§ TASK ITEM:
From the records below, output exactly the lines running from the line containing "pub mod card;" through the line containing "avoid name collisions).", and no others.

§ Saved data entries:
○ ○ ○ ○ ○

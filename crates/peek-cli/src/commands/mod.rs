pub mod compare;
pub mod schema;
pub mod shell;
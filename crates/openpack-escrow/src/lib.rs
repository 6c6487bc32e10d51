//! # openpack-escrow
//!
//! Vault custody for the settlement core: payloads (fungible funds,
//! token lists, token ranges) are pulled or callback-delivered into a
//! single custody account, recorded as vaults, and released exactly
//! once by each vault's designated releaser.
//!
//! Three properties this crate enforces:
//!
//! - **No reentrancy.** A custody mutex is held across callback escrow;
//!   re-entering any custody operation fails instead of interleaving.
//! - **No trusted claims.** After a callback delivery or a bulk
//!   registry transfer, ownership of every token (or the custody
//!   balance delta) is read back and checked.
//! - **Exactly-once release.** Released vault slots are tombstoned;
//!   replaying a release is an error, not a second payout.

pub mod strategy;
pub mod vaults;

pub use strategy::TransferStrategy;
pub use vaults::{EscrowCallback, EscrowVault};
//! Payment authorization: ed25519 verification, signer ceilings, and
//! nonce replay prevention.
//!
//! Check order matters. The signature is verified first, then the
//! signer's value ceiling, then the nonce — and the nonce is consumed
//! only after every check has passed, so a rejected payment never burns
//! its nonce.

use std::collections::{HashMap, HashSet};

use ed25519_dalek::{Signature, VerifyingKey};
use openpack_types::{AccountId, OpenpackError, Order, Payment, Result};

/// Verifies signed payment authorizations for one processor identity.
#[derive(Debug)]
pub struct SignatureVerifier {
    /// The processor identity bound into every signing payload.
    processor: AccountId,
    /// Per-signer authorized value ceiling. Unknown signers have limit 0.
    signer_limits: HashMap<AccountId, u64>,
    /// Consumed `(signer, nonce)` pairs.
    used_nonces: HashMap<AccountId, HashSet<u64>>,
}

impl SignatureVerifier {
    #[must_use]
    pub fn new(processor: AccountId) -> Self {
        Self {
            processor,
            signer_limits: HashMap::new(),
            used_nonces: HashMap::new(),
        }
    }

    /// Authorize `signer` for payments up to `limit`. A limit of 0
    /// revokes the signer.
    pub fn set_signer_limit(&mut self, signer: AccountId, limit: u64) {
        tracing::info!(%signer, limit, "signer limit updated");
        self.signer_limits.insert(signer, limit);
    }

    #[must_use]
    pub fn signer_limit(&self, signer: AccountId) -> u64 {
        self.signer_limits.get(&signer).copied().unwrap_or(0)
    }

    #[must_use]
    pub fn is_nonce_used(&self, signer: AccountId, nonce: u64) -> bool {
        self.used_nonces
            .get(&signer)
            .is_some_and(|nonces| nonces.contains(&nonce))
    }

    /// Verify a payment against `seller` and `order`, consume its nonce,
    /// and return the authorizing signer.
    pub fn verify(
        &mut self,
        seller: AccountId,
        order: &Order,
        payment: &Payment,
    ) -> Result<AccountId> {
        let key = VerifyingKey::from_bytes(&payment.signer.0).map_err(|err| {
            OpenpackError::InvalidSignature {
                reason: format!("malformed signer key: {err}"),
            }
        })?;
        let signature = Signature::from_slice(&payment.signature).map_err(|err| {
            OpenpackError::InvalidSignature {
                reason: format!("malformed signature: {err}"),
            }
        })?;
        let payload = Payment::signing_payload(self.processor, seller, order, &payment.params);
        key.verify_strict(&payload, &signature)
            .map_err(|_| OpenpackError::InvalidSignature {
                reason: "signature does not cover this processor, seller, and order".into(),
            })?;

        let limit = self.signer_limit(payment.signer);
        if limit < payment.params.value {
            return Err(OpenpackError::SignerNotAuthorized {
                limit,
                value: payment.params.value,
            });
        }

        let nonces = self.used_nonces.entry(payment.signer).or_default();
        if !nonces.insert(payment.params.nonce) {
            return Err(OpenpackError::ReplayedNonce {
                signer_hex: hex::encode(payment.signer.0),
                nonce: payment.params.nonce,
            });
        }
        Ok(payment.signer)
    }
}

○ ○ ○ ○ ○

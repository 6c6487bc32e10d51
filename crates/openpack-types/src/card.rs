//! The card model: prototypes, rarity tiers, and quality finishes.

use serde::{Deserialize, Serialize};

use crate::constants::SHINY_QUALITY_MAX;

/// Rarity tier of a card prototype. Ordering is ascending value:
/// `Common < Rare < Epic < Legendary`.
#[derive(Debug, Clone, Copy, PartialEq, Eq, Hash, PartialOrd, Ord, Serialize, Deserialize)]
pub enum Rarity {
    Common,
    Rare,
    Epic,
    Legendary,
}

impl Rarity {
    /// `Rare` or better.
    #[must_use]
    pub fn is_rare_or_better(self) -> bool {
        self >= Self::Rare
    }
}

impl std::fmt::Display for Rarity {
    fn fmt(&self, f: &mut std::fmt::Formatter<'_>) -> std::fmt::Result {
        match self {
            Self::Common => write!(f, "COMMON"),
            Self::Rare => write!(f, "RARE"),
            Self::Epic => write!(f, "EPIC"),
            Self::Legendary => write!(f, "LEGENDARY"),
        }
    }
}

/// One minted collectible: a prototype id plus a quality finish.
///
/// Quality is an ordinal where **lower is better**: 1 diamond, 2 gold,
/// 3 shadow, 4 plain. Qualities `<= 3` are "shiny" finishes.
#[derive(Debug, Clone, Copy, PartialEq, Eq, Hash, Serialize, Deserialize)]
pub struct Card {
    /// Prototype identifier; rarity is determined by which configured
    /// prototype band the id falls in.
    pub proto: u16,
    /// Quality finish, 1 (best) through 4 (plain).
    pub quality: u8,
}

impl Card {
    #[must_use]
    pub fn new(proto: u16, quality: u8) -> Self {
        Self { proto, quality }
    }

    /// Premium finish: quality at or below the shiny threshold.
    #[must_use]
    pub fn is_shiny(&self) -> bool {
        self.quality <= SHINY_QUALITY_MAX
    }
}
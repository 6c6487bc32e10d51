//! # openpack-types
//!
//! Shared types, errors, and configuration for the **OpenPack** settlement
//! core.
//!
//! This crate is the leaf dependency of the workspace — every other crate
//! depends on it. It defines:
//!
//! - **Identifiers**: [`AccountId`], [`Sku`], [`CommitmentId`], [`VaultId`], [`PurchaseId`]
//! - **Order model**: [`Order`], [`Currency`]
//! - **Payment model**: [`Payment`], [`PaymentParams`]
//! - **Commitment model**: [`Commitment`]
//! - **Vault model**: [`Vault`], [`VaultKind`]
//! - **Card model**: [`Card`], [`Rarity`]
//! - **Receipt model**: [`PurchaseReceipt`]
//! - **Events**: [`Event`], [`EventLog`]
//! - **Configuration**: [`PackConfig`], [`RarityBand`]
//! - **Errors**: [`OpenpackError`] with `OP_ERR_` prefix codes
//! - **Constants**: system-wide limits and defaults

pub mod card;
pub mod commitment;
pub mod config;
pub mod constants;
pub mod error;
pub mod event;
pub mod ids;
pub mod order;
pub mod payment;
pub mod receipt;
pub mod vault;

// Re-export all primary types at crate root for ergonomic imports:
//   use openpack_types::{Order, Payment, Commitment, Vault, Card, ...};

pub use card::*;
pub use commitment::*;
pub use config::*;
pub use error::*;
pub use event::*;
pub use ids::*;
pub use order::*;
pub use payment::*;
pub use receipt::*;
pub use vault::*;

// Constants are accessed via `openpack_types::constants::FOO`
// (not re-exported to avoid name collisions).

○ ○ ○ ○ ○

§ OUTPUT:
pub mod card;
pub mod commitment;
pub mod config;
pub mod constants;
pub mod error;
pub mod event;
pub mod ids;
pub mod order;
pub mod payment;
pub mod receipt;
pub mod vault;

// Re-export all primary types at crate root for ergonomic imports:
//   use openpack_types::{Order, Payment, Commitment, Vault, Card, ...};

pub use card::*;
pub use commitment::*;
pub use config::*;
pub use error::*;
pub use event::*;
pub use ids::*;
pub use order::*;
pub use payment::*;
pub use receipt::*;
pub use vault::*;

// Constants are accessed via `openpack_types::constants::FOO`
// (not re-exported to avoid name collisions).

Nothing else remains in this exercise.